EXERCISE INSTRUCTIONS:
Please copy out each line of the entries in which "NotificationKind" appears.

AVAILABLE DATA:
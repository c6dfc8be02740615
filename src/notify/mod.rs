//! Notification payload interpretation and action routing.
//!
//! Inbound push payloads are merged over a static per-kind style table and
//! handed to an injected presenter. User actions dispatch over a closed enum
//! back into the outbox, into navigation, or into a snoozed re-notification.
//! Handlers never block notification dismissal: everything asynchronous runs
//! through the engine task group so the host keeps the execution context
//! alive until it settles.

use std::sync::Arc;
use std::time::Duration;

use serde::Deserialize;
use serde_json::json;
use tracing::{debug, warn};

use crate::event::{EngineEvent, EventSender};
use crate::outbox::{EntityType, OutboxRecord, OutboxStore};
use crate::tasks::TaskGroup;

/// The notification types the platform sends. Unknown inbound type strings
/// map to `Generic`, so a new server-side type degrades instead of erroring.
#[derive(Debug, Clone, Copy, PartialEq, Eq)]
pub enum NotificationKind {
  MoodCheckIn,
  MedicationReminder,
  CrisisFollowUp,
  SafetyPlanReview,
  Generic,
}

impl NotificationKind {
  pub fn from_type(s: &str) -> Self {
    match s {
      "mood-check-in" => Self::MoodCheckIn,
      "medication-reminder" => Self::MedicationReminder,
      "crisis-follow-up" => Self::CrisisFollowUp,
      "safety-plan-review" => Self::SafetyPlanReview,
      _ => Self::Generic,
    }
  }

  pub fn as_str(&self) -> &'static str {
    match self {
      Self::MoodCheckIn => "mood-check-in",
      Self::MedicationReminder => "medication-reminder",
      Self::CrisisFollowUp => "crisis-follow-up",
      Self::SafetyPlanReview => "safety-plan-review",
      Self::Generic => "generic",
    }
  }
}

/// Actions a notification can offer. Closed set: an unknown inbound action
/// id decodes to `Open`, which routes to the application root.
#[derive(Debug, Clone, Copy, PartialEq, Eq)]
pub enum NotificationAction {
  LogMood,
  MedicationTaken,
  ImSafe,
  ViewResources,
  ViewSafetyPlan,
  Snooze,
  Open,
}

impl NotificationAction {
  pub fn from_id(id: &str) -> Self {
    match id {
      "log-mood" => Self::LogMood,
      "medication-taken" => Self::MedicationTaken,
      "im-safe" => Self::ImSafe,
      "view-resources" => Self::ViewResources,
      "view-safety-plan" => Self::ViewSafetyPlan,
      "snooze" => Self::Snooze,
      _ => Self::Open,
    }
  }

  pub fn as_str(&self) -> &'static str {
    match self {
      Self::LogMood => "log-mood",
      Self::MedicationTaken => "medication-taken",
      Self::ImSafe => "im-safe",
      Self::ViewResources => "view-resources",
      Self::ViewSafetyPlan => "view-safety-plan",
      Self::Snooze => "snooze",
      Self::Open => "open",
    }
  }
}

/// Per-kind presentation defaults.
struct Style {
  title: &'static str,
  body: &'static str,
  icon: &'static str,
  vibration: &'static [u64],
  require_interaction: bool,
  actions: &'static [(NotificationAction, &'static str)],
}

/// The static type→config table. Payload fields override these defaults at
/// dispatch time.
fn style(kind: NotificationKind) -> Style {
  match kind {
    NotificationKind::MoodCheckIn => Style {
      title: "How are you feeling?",
      body: "Take a moment to check in with yourself.",
      icon: "/icons/mood.png",
      vibration: &[100, 50, 100],
      require_interaction: false,
      actions: &[
        (NotificationAction::LogMood, "Log mood"),
        (NotificationAction::Snooze, "Remind me later"),
      ],
    },
    NotificationKind::MedicationReminder => Style {
      title: "Medication reminder",
      body: "It's time for your medication.",
      icon: "/icons/medication.png",
      vibration: &[100, 50, 100],
      require_interaction: true,
      actions: &[
        (NotificationAction::MedicationTaken, "Taken"),
        (NotificationAction::Snooze, "Snooze"),
      ],
    },
    NotificationKind::CrisisFollowUp => Style {
      title: "Checking in",
      body: "We wanted to check how you're doing.",
      icon: "/icons/support.png",
      vibration: &[200, 100, 200, 100, 200],
      require_interaction: true,
      actions: &[
        (NotificationAction::ImSafe, "I'm safe"),
        (NotificationAction::ViewResources, "View resources"),
      ],
    },
    NotificationKind::SafetyPlanReview => Style {
      title: "Safety plan review",
      body: "Your safety plan may need a refresh.",
      icon: "/icons/safety-plan.png",
      vibration: &[100, 50, 100],
      require_interaction: false,
      actions: &[
        (NotificationAction::ViewSafetyPlan, "Review plan"),
        (NotificationAction::Snooze, "Later"),
      ],
    },
    NotificationKind::Generic => Style {
      title: "Haven",
      body: "You have a new notification.",
      icon: "/icons/icon-192.png",
      vibration: &[100],
      require_interaction: false,
      actions: &[(NotificationAction::Open, "Open")],
    },
  }
}

/// Inbound push payload. Every field is optional; whatever is missing comes
/// from the style table.
#[derive(Debug, Clone, Default, Deserialize)]
#[serde(rename_all = "camelCase", default)]
pub struct NotificationPayload {
  #[serde(rename = "type")]
  pub kind: Option<String>,
  pub title: Option<String>,
  pub body: Option<String>,
  pub tag: Option<String>,
  pub require_interaction: Option<bool>,
  pub actions: Option<Vec<PayloadAction>>,
  pub url: Option<String>,
}

#[derive(Debug, Clone, Deserialize)]
pub struct PayloadAction {
  pub action: String,
  pub title: String,
}

impl NotificationPayload {
  /// Parse raw payload bytes. Malformed input degrades to the generic
  /// defaults; it never errors.
  pub fn parse(raw: &[u8]) -> Self {
    match serde_json::from_slice(raw) {
      Ok(payload) => payload,
      Err(err) => {
        warn!(%err, "malformed notification payload, using generic defaults");
        Self::default()
      }
    }
  }
}

/// A fully merged notification, ready for presentation.
#[derive(Debug, Clone)]
pub struct Notification {
  pub kind: NotificationKind,
  pub title: String,
  pub body: String,
  pub tag: String,
  pub icon: String,
  pub vibration: Vec<u64>,
  pub require_interaction: bool,
  pub actions: Vec<(NotificationAction, String)>,
  pub url: String,
}

/// Presentation capability, injected by the host.
pub trait NotificationPresenter: Send + Sync {
  fn show(&self, notification: &Notification) -> crate::error::Result<()>;
}

pub struct NotificationRouter {
  presenter: Arc<dyn NotificationPresenter>,
  outbox: Arc<dyn OutboxStore>,
  tasks: TaskGroup,
  events: EventSender,
  snooze_delay: Duration,
}

impl NotificationRouter {
  pub fn new(
    presenter: Arc<dyn NotificationPresenter>,
    outbox: Arc<dyn OutboxStore>,
    tasks: TaskGroup,
    events: EventSender,
  ) -> Self {
    Self {
      presenter,
      outbox,
      tasks,
      events,
      snooze_delay: Duration::from_secs(15 * 60),
    }
  }

  /// Override how long a snoozed notification waits before re-presenting.
  pub fn with_snooze_delay(mut self, snooze_delay: Duration) -> Self {
    self.snooze_delay = snooze_delay;
    self
  }

  /// Merge a payload over the style table and present it. Returns the
  /// merged notification so the host can hand it back on a user action.
  pub fn present(&self, payload: NotificationPayload) -> Notification {
    let kind = NotificationKind::from_type(payload.kind.as_deref().unwrap_or_default());
    let style = style(kind);

    let actions = match payload.actions {
      Some(actions) if !actions.is_empty() => actions
        .into_iter()
        .map(|a| (NotificationAction::from_id(&a.action), a.title))
        .collect(),
      _ => style
        .actions
        .iter()
        .map(|(action, title)| (*action, title.to_string()))
        .collect(),
    };

    let notification = Notification {
      kind,
      title: payload.title.unwrap_or_else(|| style.title.to_string()),
      body: payload.body.unwrap_or_else(|| style.body.to_string()),
      tag: payload.tag.unwrap_or_else(|| kind.as_str().to_string()),
      icon: style.icon.to_string(),
      vibration: style.vibration.to_vec(),
      require_interaction: payload
        .require_interaction
        .unwrap_or(style.require_interaction),
      actions,
      url: payload.url.unwrap_or_else(|| "/".to_string()),
    };

    if let Err(err) = self.presenter.show(&notification) {
      warn!(%err, "presenter rejected notification");
    }
    notification
  }

  /// Parse and present raw payload bytes.
  pub fn present_raw(&self, raw: &[u8]) -> Notification {
    self.present(NotificationPayload::parse(raw))
  }

  /// Route a user action. Returns immediately; anything asynchronous is
  /// fire-and-forget relative to the notification UI, registered with the
  /// task group so the execution context stays alive until it settles.
  pub fn handle_action(&self, action: NotificationAction, notification: &Notification) {
    debug!(action = action.as_str(), tag = %notification.tag, "notification action");
    match action {
      NotificationAction::LogMood => self.navigate("/mood/new"),
      NotificationAction::ViewResources => self.navigate("/crisis-resources"),
      NotificationAction::ViewSafetyPlan => self.navigate("/safety-plan"),
      NotificationAction::Open => {
        let url = notification.url.clone();
        let _ = self.events.send(EngineEvent::Navigate { url });
      }
      NotificationAction::MedicationTaken => self.append_in_background(
        EntityType::Journal,
        json!({
          "event": "medication-taken",
          "tag": notification.tag,
        }),
      ),
      NotificationAction::ImSafe => self.append_in_background(
        EntityType::CrisisInteraction,
        json!({
          "event": "follow-up-safe",
          "tag": notification.tag,
        }),
      ),
      NotificationAction::Snooze => {
        let presenter = Arc::clone(&self.presenter);
        let delay = self.snooze_delay;
        let mut snoozed = notification.clone();
        // A snoozed copy must not demand interaction again on re-display
        snoozed.require_interaction = false;
        self.tasks.spawn(async move {
          tokio::time::sleep(delay).await;
          if let Err(err) = presenter.show(&snoozed) {
            warn!(%err, "snoozed re-notification failed");
          }
        });
      }
    }
  }

  fn navigate(&self, url: &str) {
    let _ = self.events.send(EngineEvent::Navigate {
      url: url.to_string(),
    });
  }

  fn append_in_background(&self, entity_type: EntityType, payload: serde_json::Value) {
    let outbox = Arc::clone(&self.outbox);
    self.tasks.spawn(async move {
      let record = OutboxRecord::new(entity_type, payload);
      if let Err(err) = outbox.append(&record) {
        warn!(%entity_type, %err, "outbox append from notification action failed");
      }
    });
  }
}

TASK RESULT:
pub enum NotificationKind {
impl NotificationKind {
fn style(kind: NotificationKind) -> Style {
    NotificationKind::MoodCheckIn => Style {
    NotificationKind::MedicationReminder => Style {
    NotificationKind::CrisisFollowUp => Style {
    NotificationKind::SafetyPlanReview => Style {
    NotificationKind::Generic => Style {
  pub kind: NotificationKind,
    let kind = NotificationKind::from_type(payload.kind.as_deref().unwrap_or_default());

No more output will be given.